India's Diaspora Strategy: Turning Brain Drain Into Strategic Leverage

32 million diaspora. $125 billion in remittances. India treats its diaspora as a source of sentiment, not strategy. The Israel model shows what organised engagement actually achieves.

Sachin Aggarwal profile image
by Sachin Aggarwal
India's Diaspora Strategy: Turning Brain Drain Into Strategic Leverage

India sends more students abroad for higher education than any other country in the world — approximately 1.3 million annually. Its diaspora of 32 million is the largest in the world by population, generating $125 billion in annual remittances — the single largest remittance flow globally, exceeding India's total FDI inflows. Indian-origin professionals lead major corporations, research institutions, and government agencies across the United States, the United Kingdom, Canada, and the Gulf.

This is routinely described in India's domestic discourse as brain drain — the loss of India's most talented citizens to foreign economies. The framing is wrong. India's diaspora is not a loss. It is the world's most underutilised strategic asset — and the gap between what India's diaspora currently delivers and what a well-designed diaspora strategy could mobilise is one of the largest untapped opportunities in Indian economic policy.


What the Diaspora Already Delivers

The remittance data is the most visible measure of diaspora value — $125 billion in FY2025, providing foreign exchange stability, household income support for millions of families, and a counter-cyclical buffer against current account pressures. But remittances are the least strategically interesting dimension of diaspora contribution.

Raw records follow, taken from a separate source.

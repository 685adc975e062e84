use crate::infra::{factor_tables, load_rate_tables, sample_market, sample_parcels};
use clap::Args;
use cost_matrix::config::{AppConfig, ValuationConfig};
use cost_matrix::error::AppError;
use cost_matrix::valuation::{
    BatchCancellation, BuildingType, ConditionGrade, ConstructionType, NoMarketData,
    PropertySnapshot, QualityGrade, Region, ScenarioMatrix, ScenarioRequest, ValuationEngine,
    ValuationError, ValuationFactors, ValuationResult, ValuationService,
};
use std::path::PathBuf;
use std::sync::Arc;

#[derive(Args, Debug, Default)]
pub(crate) struct DemoArgs {
    /// Optional rate table CSV export to value the sample roll against.
    #[arg(long)]
    pub(crate) rate_table_csv: Option<PathBuf>,
    /// Print the cost breakdown for every parcel.
    #[arg(long)]
    pub(crate) breakdown: bool,
    /// Skip the scenario sweep portion of the demo.
    #[arg(long)]
    pub(crate) skip_scenarios: bool,
}

#[derive(Args, Debug)]
pub(crate) struct ValuateArgs {
    /// Rate-table building type, e.g. R1 or ResidentialR1
    #[arg(long)]
    pub(crate) building_type: String,
    /// Assessment region, e.g. West Benton
    #[arg(long)]
    pub(crate) region: String,
    /// Improvement area in square feet
    #[arg(long)]
    pub(crate) area: f64,
    #[arg(long)]
    pub(crate) year_built: i32,
    /// Quality grade name or Benton code (A+, A, B, C, D, E)
    #[arg(long)]
    pub(crate) quality: Option<String>,
    /// Observed condition (Poor, Fair, Average, Good, Excellent)
    #[arg(long)]
    pub(crate) condition: Option<String>,
    /// Structural system (Wood Frame, Masonry, Steel Frame, Concrete)
    #[arg(long)]
    pub(crate) construction: Option<String>,
    #[arg(long, default_value_t = 1.0)]
    pub(crate) complexity: f64,
    #[arg(long, default_value_t = 1.0)]
    pub(crate) condition_factor: f64,
    /// Resolve the rate table as of this year instead of the current one
    #[arg(long)]
    pub(crate) matrix_year: Option<i32>,
    /// Print the result as JSON
    #[arg(long)]
    pub(crate) json: bool,
}

fn valuation_config(rate_table_csv: Option<PathBuf>) -> Result<ValuationConfig, AppError> {
    let mut config = AppConfig::load()?.valuation;
    if rate_table_csv.is_some() {
        config.rate_table_csv = rate_table_csv;
    }
    Ok(config)
}

pub(crate) async fn run_valuation(args: ValuateArgs) -> Result<(), AppError> {
    let config = valuation_config(None)?;
    let snapshot = PropertySnapshot {
        area_units: args.area,
        year_built: args.year_built,
        building_type: BuildingType::parse(&args.building_type)?,
        region: Region::parse(&args.region)?,
        neighborhood: None,
    };
    let factors = ValuationFactors {
        quality_grade: args
            .quality
            .as_deref()
            .map(str::parse::<QualityGrade>)
            .transpose()?,
        condition_grade: args
            .condition
            .as_deref()
            .map(str::parse::<ConditionGrade>)
            .transpose()?,
        complexity_factor: args.complexity,
        condition_factor: args.condition_factor,
        construction_type: args
            .construction
            .as_deref()
            .map(str::parse::<ConstructionType>)
            .transpose()?,
    };

    let service = ValuationService::new(
        Arc::new(load_rate_tables(&config)?),
        Arc::new(NoMarketData),
        ValuationEngine::new(factor_tables(&config)),
        config,
    );
    let result = service
        .valuate_pinned(&snapshot, &factors, None, args.matrix_year)
        .await?;

    if args.json {
        match serde_json::to_string_pretty(&result) {
            Ok(json) => println!("{json}"),
            Err(err) => println!("Result payload unavailable: {err}"),
        }
        return Ok(());
    }

    println!(
        "{} {} | {:.0} sq ft | built {}",
        snapshot.building_type, snapshot.region, snapshot.area_units, snapshot.year_built
    );
    render_result(&result, true);
    Ok(())
}

pub(crate) async fn run_demo(args: DemoArgs) -> Result<(), AppError> {
    let DemoArgs {
        rate_table_csv,
        breakdown,
        skip_scenarios,
    } = args;

    let config = valuation_config(rate_table_csv)?;
    let store = Arc::new(load_rate_tables(&config)?);
    let parcels = Arc::new(sample_parcels()?);
    let service = ValuationService::new(
        Arc::clone(&store),
        Arc::new(sample_market()?),
        ValuationEngine::new(factor_tables(&config)),
        config,
    );

    println!("Cost matrix valuation demo");
    println!(
        "Rate table: {} entries | valuation year {}",
        store.len(),
        service.engine().current_year()
    );

    let ids = parcels
        .ids()
        .map_err(|err| ValuationError::Computation(err.to_string()))?;
    let report = service
        .valuate_parcels(Arc::clone(&parcels), ids, None, &BatchCancellation::new())
        .await?;

    println!("\nPortfolio valuation");
    for item in report.results() {
        match &item.outcome {
            Ok(result) => {
                println!("- Parcel {}", item.id);
                render_result(result, breakdown);
            }
            Err(err) => println!("- Parcel {}: {} ({})", item.id, err, err.kind()),
        }
    }

    let summary = report.summary();
    println!(
        "\nSummary: {} parcels | {} valued | {} failed | {} cancelled",
        summary.total, summary.succeeded, summary.failed, summary.cancelled
    );

    if skip_scenarios {
        return Ok(());
    }

    let request = ScenarioRequest {
        area_units: 2_150.0,
        base_rate: 150.0,
        quality_grade: None,
        condition_factor: 1.0,
        complexity_factors: vec![0.9, 1.0, 1.2],
        regional_multipliers: vec![0.95, 1.0, 1.25],
        depreciation_rates: vec![0.0, 0.2, 0.4],
    };
    match service.engine().scenarios(&request) {
        Ok(matrix) => render_scenarios(&matrix),
        Err(err) => println!("\nScenario sweep unavailable: {err}"),
    }

    Ok(())
}

fn render_result(result: &ValuationResult, breakdown: bool) {
    let factors = result.applied_factors();
    println!(
        "  Base rate {:.2}/sq ft ({} matrix) | total cost {:.2} | {:.2}/sq ft",
        result.base_rate(),
        result.matrix_year_used(),
        result.total_cost(),
        result.cost_per_unit_area()
    );
    println!(
        "  Quality x{:.2} | regional x{:.2}{} | depreciation {:.1}% over {} of {} years",
        factors.quality_multiplier,
        factors.regional_multiplier,
        if factors.regional_fallback {
            " (fallback)"
        } else {
            ""
        },
        result.depreciation_rate() * 100.0,
        result.effective_age(),
        factors.economic_life_years
    );
    let market_note = if result.market_data_applied() {
        format!("market x{:.3}", result.market_adjustment())
    } else {
        "no market data".to_string()
    };
    println!(
        "  Market value {:.2} ({}) | confidence {:.0}%",
        result.market_value(),
        market_note,
        result.confidence_score() * 100.0
    );
    if let Some(comparable) = result.comparable_price_per_unit() {
        println!("  Median comparable sale {:.2}/sq ft", comparable);
    }

    if breakdown {
        for row in result.breakdown() {
            match row.factor {
                Some(factor) => println!(
                    "    - {}: {:.2} (x{:.3})",
                    row.component.label(),
                    row.amount,
                    factor
                ),
                None => println!("    - {}: {:.2}", row.component.label(), row.amount),
            }
        }
    }
}

fn render_scenarios(matrix: &ScenarioMatrix) {
    println!("\nScenario sweep ({} scenarios)", matrix.scenarios.len());
    for scenario in &matrix.scenarios {
        println!(
            "  #{:>2} complexity {:.2} | regional {:.2} | depreciation {:.0}% -> {:.2}",
            scenario.id,
            scenario.complexity_factor,
            scenario.regional_multiplier,
            scenario.depreciation_rate * 100.0,
            scenario.total_cost
        );
    }
    println!(
        "Range {:.2} to {:.2} | mean {:.2} | spread {:.2}",
        matrix.summary.min, matrix.summary.max, matrix.summary.mean, matrix.summary.spread
    );
}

More significant is the knowledge and capital transfer that diaspora networks enable. Indian-origin venture capitalists in Silicon Valley have been among the most active early investors in India's startup ecosystem — bringing not just capital but deal flow, international networks, and the credibility that attracts co-investment from global funds. Returning professionals — executives who built careers at McKinsey, Goldman Sachs, or Google before returning to build Indian companies — have been instrumental in upgrading India's corporate governance, financial sophistication, and technology capability.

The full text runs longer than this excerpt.